The NEAT study: A 48-week open-label study to compare the antiviral efficacy and safety of GW433908 versus nelfinavir in antiretroviral therapy-naive HIV-1-infected patients

Objective: To compare the efficacy, durability, and tolerability of GW433908 (908), 1400 mg twice-daily (BID), with nelfinavir (NFV), 1250 mg BID. Methods: This was an international, multicenter, randomized, open-label study (NEAT) in antiretroviral therapy (ART)-naive HIV-infected adults with plasma HIV-1 RNA (vRNA) at screening greater than or equal to 5000 copies/mL (c/mL). Patients were randomly assigned to 908 or NFV (2:1) for a minimum of 48 weeks, with a background of abacavir (ABC) and lamivudine (3TC).

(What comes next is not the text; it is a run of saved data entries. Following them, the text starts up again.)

//! OHLCV bar representation.

use chrono::NaiveDateTime;

#[derive(Debug, Clone, PartialEq)]
pub struct Bar {
    pub timestamp: NaiveDateTime,
    pub open: f64,
    pub high: f64,
    pub low: f64,
    pub close: f64,
    pub volume: f64,
}

impl Bar {
    /// max(high - low, |high - prev_close|, |low - prev_close|)
    pub fn true_range(&self, prev_close: f64) -> f64 {
        let hl = self.high - self.low;
        let hc = (self.high - prev_close).abs();
        let lc = (self.low - prev_close).abs();
        hl.max(hc).max(lc)
    }
}

/// Sort by timestamp, drop duplicate timestamps (the last occurrence wins, as
/// a re-sent candle replaces the earlier copy) and keep only the most recent
/// `max_bars` entries.
pub fn normalize_series(mut bars: Vec<Bar>, max_bars: usize) -> Vec<Bar> {
    bars.sort_by_key(|b| b.timestamp);
    let mut deduped: Vec<Bar> = Vec::with_capacity(bars.len());
    for bar in bars {
        match deduped.last_mut() {
            Some(prev) if prev.timestamp == bar.timestamp => *prev = bar,
            _ => deduped.push(bar),
        }
    }
    let mut bars = deduped;
    if max_bars > 0 && bars.len() > max_bars {
        let excess = bars.len() - max_bars;
        bars.drain(..excess);
    }
    bars
}

/// Closing prices of a series.
pub fn closes(bars: &[Bar]) -> Vec<f64> {
    bars.iter().map(|b| b.close).collect()
}

/// Volumes of a series.
pub fn volumes(bars: &[Bar]) -> Vec<f64> {
    bars.iter().map(|b| b.volume).collect()
}
//! tiertrader: multi-timeframe signal scoring and trade simulation.
//!
//! Hexagonal architecture: domain logic in [`domain`], port traits in [`ports`],
//! concrete implementations in [`adapters`], the command line in [`cli`].

pub mod adapters;
pub mod cli;
pub mod domain;
pub mod ports;
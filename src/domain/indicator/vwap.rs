//! Volume Weighted Average Price.
//!
//! cumulative(close × volume) / cumulative(volume), accumulated from the first
//! bar of the loaded series. There is no session anchor: the value depends on
//! how much history was loaded.

use crate::domain::ohlcv::Bar;

pub fn calculate_vwap(bars: &[Bar]) -> Vec<Option<f64>> {
    let mut out = Vec::with_capacity(bars.len());
    let mut cum_pv = 0.0;
    let mut cum_vol = 0.0;

    for bar in bars {
        cum_pv += bar.close * bar.volume;
        cum_vol += bar.volume;
        out.push(if cum_vol > 0.0 {
            Some(cum_pv / cum_vol)
        } else {
            None
        });
    }

    out
}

Results: A total of 166 patients received randomized treatment with 908 BID and 83 received NFV BID. The population was diverse with regard to race and gender (76% Hispanics and blacks, 31% female) and had advanced HIV disease at screening (45% had vRNA >100,000 c/mL, 48% had CD4 cell counts < 200 Cells/mm(3), 20% had a history of Centers for Disease Control class C events). After 48 weeks of study by an intention-to-treat rebound or discontinuation = failure analysis, a greater proportion of patients in the 908 BID group (66%) than the NFV BID group (51%) achieved vRNA < 400 c/mL. Furthermore, more patients with screening vRNA >100,000 c/mL (67 vs. 35%) or CD4 < 50 cells/mm(3) (48 vs. 24%) achieved undetectable viral loads taking 908 BID compared with NFV ' BID, respectively. Favorable immunologic responses were observed for both groups. Diarrhea, which was more common in the NFV BID group (18 vs. 5%), was the only drug-related grade 2-4 adverse event with a significant difference (P = 0.002) in incidence between groups. Conclusion: Administration of 908 BID resulted in a potent and sustained antiretroviral response, notably in ART-naive patients with advanced HIV disease. GW433908 was generally well tolerated and provides a convenient dosing option without food or fluid restrictions.